The cognitive impairment in CCFDN seems quite homogeneous, limited to borderline intelligence or mild mental retardation and language abilities, developed at a concrete and pragmatic level, whereas MSS patients have a large spectrum of neuropsychological involvement, ranging from normal intelligence to severe mental retardation [16, 17].

Other signs of CNS involvement previously reported by Müllner-Eidenböck et al. [8] in terms of, for example, the presence of pyramidal signs, extrapyramidal hyperkinesia, and ataxia were observed in 5 CCFDN patients from our group.

Although demyelinating peripheral neuropathy has been extensively studied in patients with CCFDN syndrome [1, 9], structural changes of the central nervous system are still to be elucidated [1, 6, 9, 18].

The main abnormalities on brain MRI include diffuse cerebral atrophy, enlargement of the lateral ventricles, and focal lesions in the subcortical white matter, different in number and size, consistent with demyelination more pronounced in the older CCFDN patients. MRI appearance of patients with CCFDN was not compatible with previously described imaging pattern of hypomyelinating disorders [19]. Cerebellar atrophy, considered as a MRI hallmark of MSS patients, is not typical for CCFDN, as it was observed in only one patient from our cohort, who also had global cerebral atrophy. Periventricular white matter changes present in both disorders are much rarer in MSS than in CCFDN [17, 20, 21].

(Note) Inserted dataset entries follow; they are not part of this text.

//! URL query-string (de)serialization for filter state.

use std::fmt;

use indexmap::IndexMap;
use url::form_urlencoded;

/// Parsed query parameters. Keys are unique; iteration follows the order
/// in which keys first appeared.
pub type QueryParams = IndexMap<String, String>;

/// A single value handed to [`build_query_string`]. `Null` entries are
/// skipped.
#[derive(Debug, Clone, PartialEq)]
pub enum QueryValue {
    Null,
    Bool(bool),
    Int(i64),
    Float(f64),
    Text(String),
}

impl fmt::Display for QueryValue {
    fn fmt(&self, f: &mut fmt::Formatter<'_>) -> fmt::Result {
        match self {
            QueryValue::Null => Ok(()),
            QueryValue::Bool(b) => write!(f, "{b}"),
            QueryValue::Int(n) => write!(f, "{n}"),
            QueryValue::Float(x) => write!(f, "{x}"),
            QueryValue::Text(s) => f.write_str(s),
        }
    }
}

impl From<bool> for QueryValue {
    fn from(value: bool) -> Self {
        QueryValue::Bool(value)
    }
}

impl From<i64> for QueryValue {
    fn from(value: i64) -> Self {
        QueryValue::Int(value)
    }
}

impl From<i32> for QueryValue {
    fn from(value: i32) -> Self {
        QueryValue::Int(value.into())
    }
}

impl From<u32> for QueryValue {
    fn from(value: u32) -> Self {
        QueryValue::Int(value.into())
    }
}

impl From<f64> for QueryValue {
    fn from(value: f64) -> Self {
        QueryValue::Float(value)
    }
}

impl From<&str> for QueryValue {
    fn from(value: &str) -> Self {
        QueryValue::Text(value.to_string())
    }
}

impl From<String> for QueryValue {
    fn from(value: String) -> Self {
        QueryValue::Text(value)
    }
}

impl From<&String> for QueryValue {
    fn from(value: &String) -> Self {
        QueryValue::Text(value.clone())
    }
}

impl<T: Into<QueryValue>> From<Option<T>> for QueryValue {
    fn from(value: Option<T>) -> Self {
        value.map_or(QueryValue::Null, Into::into)
    }
}

/// Parse `key=value&...`, with or without a leading `?`. Percent-escapes
/// and `+` are decoded; a repeated key keeps its last value.
pub fn parse_query_params(query: &str) -> QueryParams {
    let query = query.strip_prefix('?').unwrap_or(query);
    let mut params = QueryParams::new();
    for (key, value) in form_urlencoded::parse(query.as_bytes()) {
        params.insert(key.into_owned(), value.into_owned());
    }
    params
}

/// Serialize pairs in the given order, skipping `Null` values. Returns an
/// empty string when nothing remains.
pub fn build_query_string<K, V, I>(params: I) -> String
where
    I: IntoIterator<Item = (K, V)>,
    K: AsRef<str>,
    V: Into<QueryValue>,
{
    let mut serializer = form_urlencoded::Serializer::new(String::new());
    for (key, value) in params {
        let value = value.into();
        if value == QueryValue::Null {
            continue;
        }
        serializer.append_pair(key.as_ref(), &value.to_string());
    }
    serializer.finish()
}

#[cfg(test)]
mod tests {
    use super::*;

    #[test]
    fn test_parse_query_params() {
        let params = parse_query_params("?page=1&size=10&active=true");
        assert_eq!(params.len(), 3);
        assert_eq!(params["page"], "1");
        assert_eq!(params["size"], "10");
        assert_eq!(params["active"], "true");
    }

    #[test]
    fn test_parse_empty() {
        assert!(parse_query_params("").is_empty());
        assert!(parse_query_params("?").is_empty());
    }

    #[test]
    fn test_parse_repeated_key_keeps_last() {
        let params = parse_query_params("tag=a&tag=b&tag=c");
        assert_eq!(params.len(), 1);
        assert_eq!(params["tag"], "c");
    }

    #[test]
    fn test_parse_decodes_escapes() {
        let params = parse_query_params("q=spring+sale&name=caf%C3%A9");
        assert_eq!(params["q"], "spring sale");
        assert_eq!(params["name"], "café");
    }

    #[test]
    fn test_build_query_string() {
        let query = build_query_string([
            ("page", QueryValue::from(1)),
            ("size", QueryValue::from(10)),
            ("active", QueryValue::from(true)),
        ]);
        assert_eq!(query, "page=1&size=10&active=true");
    }

    #[test]
    fn test_build_skips_missing_values() {
        let query = build_query_string([("q", Some("shoes")), ("channel", None)]);
        assert_eq!(query, "q=shoes");
        assert_eq!(build_query_string(Vec::<(&str, QueryValue)>::new()), "");
    }

    #[test]
    fn test_round_trip() {
        let mut params = QueryParams::new();
        params.insert("search".to_string(), "black friday & more".to_string());
        params.insert("page".to_string(), "3".to_string());
        params.insert("ratio".to_string(), "0.25".to_string());
        params.insert("empty".to_string(), String::new());

        let query = build_query_string(&params);
        assert_eq!(parse_query_params(&query), params);
    }
}
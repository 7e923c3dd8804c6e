use thiserror::Error;

pub type CampaignResult<T> = Result<T, CampaignError>;

#[derive(Error, Debug)]
pub enum CampaignError {
    #[error("Configuration error: {0}")]
    Config(String),

    #[error("Validation error: {0}")]
    Validation(String),

    #[error("Parse error: {0}")]
    Parse(String),

    #[error("Unsupported optimization action: {0}")]
    UnsupportedAction(String),

    #[error("Serialization error: {0}")]
    Serialization(#[from] serde_json::Error),

    #[error("IO error: {0}")]
    Io(#[from] std::io::Error),

    #[error("Internal error: {0}")]
    Internal(#[from] anyhow::Error),
}

impl From<config::ConfigError> for CampaignError {
    fn from(err: config::ConfigError) -> Self {
        CampaignError::Config(err.to_string())
    }
}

In contrast to the hypomyelination in the peripheral nerves in our series of CCFDN patients no typical features of hypomyelination or delayed myelination were observed [22, 23]. All adult patients (older than 18 years) in our group have gained complete brain WM myelination. Five younger patients aged between 3 and 13 years had some terminal zones in the temporal and frontal subcortical regions which were not completely myelinated. These changes can be considered insignificant according to patients’ age, because terminal zones do not stain for myelin until the fourth decade of life [24]. One of the study limitations related to hypomyelination is the broad age range of the study group, as well as the fact that the brain MRI except once was performed after the age of 8 years. Although we could not find evidence of hypomyelination on the conventional MRI, such cannot be excluded at an earlier age. We can suppose that in CCFDN a hypo/demyelination mechanism underlies cerebral WM damage similar to peripheral nervous system [9, 18]. We emphasize the importance of neuroimaging follow-up for better understanding of the precise nature and evolution of brain lesions.

In this study we applied a severity score system for brain MRI findings in an attempt to find a correlation with cognitive impairment. This scoring system could be of use in future neuroimaging studies, as well as in assessing lesion progression.

Conflict of Interests

The authors declare that there is no conflict of interests regarding the publication of this paper.